Gather all lines in the entries that include the word "parent".

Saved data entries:
::::

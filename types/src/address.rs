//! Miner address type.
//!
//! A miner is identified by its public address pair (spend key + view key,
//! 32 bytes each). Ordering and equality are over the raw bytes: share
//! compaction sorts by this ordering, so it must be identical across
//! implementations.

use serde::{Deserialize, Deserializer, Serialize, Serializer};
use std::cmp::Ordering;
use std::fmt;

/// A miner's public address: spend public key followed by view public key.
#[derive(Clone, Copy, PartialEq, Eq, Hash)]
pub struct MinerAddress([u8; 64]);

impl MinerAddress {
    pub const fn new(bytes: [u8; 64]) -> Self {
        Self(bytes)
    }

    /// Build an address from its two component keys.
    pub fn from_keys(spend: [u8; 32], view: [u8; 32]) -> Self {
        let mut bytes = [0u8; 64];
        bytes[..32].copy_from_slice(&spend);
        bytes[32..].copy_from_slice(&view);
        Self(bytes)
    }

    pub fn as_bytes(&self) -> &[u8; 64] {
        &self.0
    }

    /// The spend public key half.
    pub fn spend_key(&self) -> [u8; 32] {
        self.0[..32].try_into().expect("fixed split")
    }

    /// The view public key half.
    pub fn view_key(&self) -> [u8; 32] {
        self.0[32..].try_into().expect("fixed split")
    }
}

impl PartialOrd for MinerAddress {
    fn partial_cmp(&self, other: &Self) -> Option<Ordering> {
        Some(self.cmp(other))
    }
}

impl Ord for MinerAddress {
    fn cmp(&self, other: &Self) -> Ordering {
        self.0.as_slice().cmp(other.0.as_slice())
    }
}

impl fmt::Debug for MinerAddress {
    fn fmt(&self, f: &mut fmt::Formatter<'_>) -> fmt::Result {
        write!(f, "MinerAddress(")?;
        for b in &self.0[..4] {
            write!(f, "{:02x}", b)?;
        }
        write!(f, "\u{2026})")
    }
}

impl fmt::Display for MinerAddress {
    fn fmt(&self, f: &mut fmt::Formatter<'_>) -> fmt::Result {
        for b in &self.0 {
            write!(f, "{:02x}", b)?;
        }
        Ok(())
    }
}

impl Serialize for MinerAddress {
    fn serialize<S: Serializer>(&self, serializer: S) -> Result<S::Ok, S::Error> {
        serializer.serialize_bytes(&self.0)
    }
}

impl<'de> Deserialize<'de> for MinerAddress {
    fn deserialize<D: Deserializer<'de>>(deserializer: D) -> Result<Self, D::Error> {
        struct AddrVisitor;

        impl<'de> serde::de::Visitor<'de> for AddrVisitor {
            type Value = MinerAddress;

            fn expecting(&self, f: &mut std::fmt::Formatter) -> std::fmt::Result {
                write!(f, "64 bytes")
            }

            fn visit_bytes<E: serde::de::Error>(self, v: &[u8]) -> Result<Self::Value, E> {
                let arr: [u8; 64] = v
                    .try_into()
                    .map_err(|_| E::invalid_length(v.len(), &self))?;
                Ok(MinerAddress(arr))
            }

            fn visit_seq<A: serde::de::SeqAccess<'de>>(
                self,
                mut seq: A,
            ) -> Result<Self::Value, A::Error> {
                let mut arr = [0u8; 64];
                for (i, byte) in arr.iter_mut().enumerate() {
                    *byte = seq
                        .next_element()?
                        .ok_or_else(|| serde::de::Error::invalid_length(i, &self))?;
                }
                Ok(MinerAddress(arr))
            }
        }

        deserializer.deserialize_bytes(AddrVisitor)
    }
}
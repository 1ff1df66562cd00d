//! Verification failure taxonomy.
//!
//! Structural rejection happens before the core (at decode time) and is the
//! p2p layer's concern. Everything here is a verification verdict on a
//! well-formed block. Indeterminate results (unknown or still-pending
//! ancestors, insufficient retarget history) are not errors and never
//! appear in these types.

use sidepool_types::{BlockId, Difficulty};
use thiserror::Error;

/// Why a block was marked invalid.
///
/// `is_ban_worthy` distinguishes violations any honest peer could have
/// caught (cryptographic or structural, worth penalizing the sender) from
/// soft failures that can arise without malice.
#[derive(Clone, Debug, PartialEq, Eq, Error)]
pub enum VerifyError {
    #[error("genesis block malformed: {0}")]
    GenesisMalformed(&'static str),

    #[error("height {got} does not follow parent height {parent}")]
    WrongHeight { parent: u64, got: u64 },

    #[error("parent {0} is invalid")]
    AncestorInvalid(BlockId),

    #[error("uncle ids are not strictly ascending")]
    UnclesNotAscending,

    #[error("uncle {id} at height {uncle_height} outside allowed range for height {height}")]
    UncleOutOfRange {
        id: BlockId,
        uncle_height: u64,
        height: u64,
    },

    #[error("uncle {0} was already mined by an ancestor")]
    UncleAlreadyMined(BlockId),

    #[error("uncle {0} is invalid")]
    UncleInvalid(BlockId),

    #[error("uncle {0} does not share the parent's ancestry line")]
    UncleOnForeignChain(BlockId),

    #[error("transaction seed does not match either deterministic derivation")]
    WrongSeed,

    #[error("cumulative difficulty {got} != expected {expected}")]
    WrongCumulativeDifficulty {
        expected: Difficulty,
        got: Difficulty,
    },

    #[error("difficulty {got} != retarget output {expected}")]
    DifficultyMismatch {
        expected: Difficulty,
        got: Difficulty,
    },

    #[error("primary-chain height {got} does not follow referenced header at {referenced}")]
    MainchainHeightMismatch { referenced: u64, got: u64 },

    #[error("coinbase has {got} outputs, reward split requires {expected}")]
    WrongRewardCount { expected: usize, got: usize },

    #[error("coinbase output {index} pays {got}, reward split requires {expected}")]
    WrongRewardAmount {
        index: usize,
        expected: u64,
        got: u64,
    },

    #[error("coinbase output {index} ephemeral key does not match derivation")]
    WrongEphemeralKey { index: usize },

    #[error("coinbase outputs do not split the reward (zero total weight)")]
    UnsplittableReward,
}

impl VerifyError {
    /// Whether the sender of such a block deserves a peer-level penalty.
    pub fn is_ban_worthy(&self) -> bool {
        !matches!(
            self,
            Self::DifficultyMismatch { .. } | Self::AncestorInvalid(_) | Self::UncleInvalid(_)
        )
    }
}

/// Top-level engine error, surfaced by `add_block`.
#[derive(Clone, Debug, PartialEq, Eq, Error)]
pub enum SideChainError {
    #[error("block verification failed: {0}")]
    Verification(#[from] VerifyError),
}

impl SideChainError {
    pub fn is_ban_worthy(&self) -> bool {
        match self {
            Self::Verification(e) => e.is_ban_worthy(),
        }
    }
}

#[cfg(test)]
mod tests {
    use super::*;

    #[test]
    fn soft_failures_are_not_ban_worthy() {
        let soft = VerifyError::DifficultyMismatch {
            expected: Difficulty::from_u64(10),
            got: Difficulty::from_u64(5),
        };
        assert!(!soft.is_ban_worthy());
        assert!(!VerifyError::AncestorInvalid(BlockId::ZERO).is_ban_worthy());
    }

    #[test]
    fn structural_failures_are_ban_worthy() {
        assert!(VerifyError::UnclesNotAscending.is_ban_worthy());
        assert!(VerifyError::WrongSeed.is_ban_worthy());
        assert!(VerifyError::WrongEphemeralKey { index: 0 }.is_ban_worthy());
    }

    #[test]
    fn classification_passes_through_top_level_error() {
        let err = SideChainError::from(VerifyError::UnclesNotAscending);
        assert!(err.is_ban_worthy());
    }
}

::::

RESULT OF THE TASK:
    #[error("height {got} does not follow parent height {parent}")]
    WrongHeight { parent: u64, got: u64 },
    #[error("parent {0} is invalid")]
    #[error("uncle {0} does not share the parent's ancestry line")]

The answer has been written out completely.